Indonesia bukanlah satu-satunya negara yang bisa mengeklaim kebaya berasal dari negeri ini, karena kebaya identik dengan negara-negara di Asia Tenggara, terlebih di Semenanjung Malaya dan Indonesia.
Sepertinya, ada oknum-oknum yang salah mengartikan pengarusutamaan kebaya tersebut. Mereka malah menjadikan kebaya sebagai ikon ketidakbermoralan pemakainya. Viralnya “kebaya merah” menjadi corengan tersendiri bagi Indonesia yang notabene menjadikan kebaya sebagai salah satu pakaian daerahnya.
Selain itu, masih banyak pihak yang akan dirugikan dengan mencuatnya pakaian daerah tersebut sebagai ikon tak senonoh.
Kali ini, kebaya merah dilekatkan dengan peristiwa mesum yang dilakukan pasangan AH dan ACS di Surabaya, Jawa Timur. Mereka menjadikan kebaya merah sebagai tema video sesuai pesanan pembeli, yakni bertema karyawan hotel.
Sejak kehadiran video tersebut, orang-orang akan memiliki interpretasi masing-masing terhadap karyawati hotel yang berkebaya, terlebih berkebaya merah. Secara tidak langsung, otak mereka merespons dan terkoneksi dengan si pemeran video asusila tersebut.
Dalam kajian bahasa, fenomena tersebut dapat didekati dengan kajian semiologi Sasussure (1916), yakni signifie/signified/petanda/yang ditandai dan signifiant/signifier/penanda/yang menandai.
Ogden dan Richard, melalui segitiganya semakin mempertegas dua unsur tersebut.

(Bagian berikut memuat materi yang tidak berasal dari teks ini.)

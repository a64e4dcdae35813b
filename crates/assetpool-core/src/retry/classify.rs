//! Map fetch failures onto [`ErrorKind`].

use super::error::FetchError;
use super::policy::ErrorKind;

pub fn classify_http_status(code: u32) -> ErrorKind {
    match code {
        408 => ErrorKind::Timeout,
        429 | 503 => ErrorKind::Throttled,
        500..=599 => ErrorKind::Http5xx(code as u16),
        _ => ErrorKind::Other,
    }
}

pub fn classify_curl_error(e: &curl::Error) -> ErrorKind {
    let dropped = e.is_couldnt_connect()
        || e.is_couldnt_resolve_host()
        || e.is_couldnt_resolve_proxy()
        || e.is_ssl_connect_error()
        || e.is_partial_file()
        || e.is_got_nothing()
        || e.is_send_error()
        || e.is_recv_error();
    if e.is_operation_timedout() {
        ErrorKind::Timeout
    } else if dropped {
        ErrorKind::Connection
    } else {
        ErrorKind::Other
    }
}

/// Storage failures are local and never worth another request.
pub fn classify(e: &FetchError) -> ErrorKind {
    match e {
        FetchError::Curl(ce) => classify_curl_error(ce),
        FetchError::Http(code) => classify_http_status(*code),
        FetchError::Storage(_) => ErrorKind::Other,
    }
}
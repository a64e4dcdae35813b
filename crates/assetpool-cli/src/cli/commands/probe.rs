//! `assetpool probe` – check token-path support for a site.

use std::sync::Arc;

use anyhow::Result;
use assetpool_core::config::AssetPoolConfig;
use assetpool_core::fetch::{CurlReachability, FetchOptions};
use assetpool_core::probe::{AlwaysOnline, CapabilityProber};
use assetpool_core::site::{Site, TokenPathSupport};

use crate::cli::SiteArgs;

pub async fn run_probe(url: &str, site: &SiteArgs, cfg: &AssetPoolConfig) -> Result<()> {
    let site = Arc::new(Site::new(site.to_site_info()));
    let prober = CapabilityProber::new(
        Arc::new(CurlReachability::new(FetchOptions::from_config(cfg))),
        Arc::new(AlwaysOnline),
    );
    let fixed = site.check_and_fix_url(url, &prober).await;
    let support = match site.token_path_support() {
        TokenPathSupport::Supported => "supported",
        TokenPathSupport::Unsupported => "unsupported",
        TokenPathSupport::Unknown => "unknown",
    };
    println!("token-path: {support}");
    println!("{fixed}");
    Ok(())
}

Mereka menambahkan satu unsur, yakni reference atau gagasan yang ada di dalam pikiran.
Untuk memudahkan pemahaman pembaca, kita dapat mengambil contoh penerapan segitiga Ogden dan Richard tersebut menggunakan leksem belut. Leksem belut merupakan penanda, acuan atau petandanya hewan belut, dan gagasan atau konsep yang diacu ialah ‘ikan yang bentuknya panjang seperti ular, kulitnya licin, biasa hidup di lumpur’ (KBBI).
Berbantuan segitiga tersebut kita dapat mengotak-atik leksem penanda tersebut untuk mewakili konsep yang berbeda, dengan acuan yang berbeda pula. Misal, ada seseorang yang membuat pernyataan, “Saya tidak mau berurusan dengan dia karena dia itu belut.”
Leksem belut pada pernyataan tersebut tidak lagi dimaknai atau diberikan konsep yang sama dengan konsep yang ada di KBBI. Konsep atau gagasan untuk leksem dia pada kalimat tersebut diasosiasikan dengan leksem belut, yakni licin.
Barangkali si dia termasuk jenis manusia yang susah untuk dicari atau dipegang “omongannya” alias susah menepati janji. Setiap ada manusia yang berperilaku sama dengan si dia, orang-orang dengan serta merta mengamini untuk memberikan penanda belut.
Berpontesi mencoreng citra kebaya
Bagaimana dengan kebaya merah? KBBI mendefinisikan kebaya sebagai ‘baju perempuan bagian atas, berlengan panjang, dipakai dengan kain panjang’. Begitu santunnya si pemakai kebaya, begitu pula harapan besar yang diletakkan di pundak mereka. Menutupi hal-hal yang perlu ditutupi, namun masih mencirikan identitas ke-Indonesia-an.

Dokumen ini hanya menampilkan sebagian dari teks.